Como no se movía, le indiqué a la persona que estaba detrás que pasase por un lado.

Seguí dando la comunión hasta que el último feligrés la hubo recibido. Y entonces, antes de volver al altar, oí aquella voz.

Ya no era la voz de la chica que cantaba para adorar a la Virgen, la que hablaba sobre sus planes, la que se conmovía contando lo que había aprendido sobre la vida de los santos, la que casi lloraba al compartir sus dificultades del matrimonio. Era la voz de un animal herido, humillado, con el corazón lleno de odio.

– ¡Pues maldito sea este lugar! -dijo la voz-. Malditos sean aquellos que nunca han escuchado las palabras de Cristo, y que han transformado su mensaje en una construcción de piedra.
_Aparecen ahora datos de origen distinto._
//! Note models and lookup contracts
//!
//! Note storage (content, revisions, alias management) is owned by an
//! external component. This module defines the canonical [`Note`] record and
//! the lookup contracts the current-user area consumes: [`NoteResolver`] for
//! reference resolution and [`NoteStore`] for the owned-notes listing.

pub mod models;
pub mod resolver;

pub use models::*;
pub use resolver::{NoteResolver, NoteStore};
Pues Cristo dijo: «Venid a mí los que estéis afligidos, que yo os aliviaré». Yo estoy afligida, herida, pero no me dejáis acercarme a Él. Hoy he aprendido que la Iglesia ha transformado esas palabras. ¡Venid a mí los que siguen nuestras reglas, y dejad a los afligidos!

Oí a una de las mujeres de la primera fila decirle que se callase. Pero yo quería escuchar, necesitaba escuchar. Me giré y me puse delante de ella, con la cabeza baja; era lo único que podía hacer.

– Juro que jamás volveré a poner los pies en una iglesia. Otra vez más soy abandonada por una familia, y ahora no se trata de dificultades económicas, ni de la inmadurez de alguien que se casa demasiado pronto. ¡Malditos sean los que le cierran la puerta a una madre y a su hijo! ¡Sois iguales que aquellos que no acogieron a la Sagrada Familia, iguales que el que negó a Cristo cuando él más necesitaba a un amigo!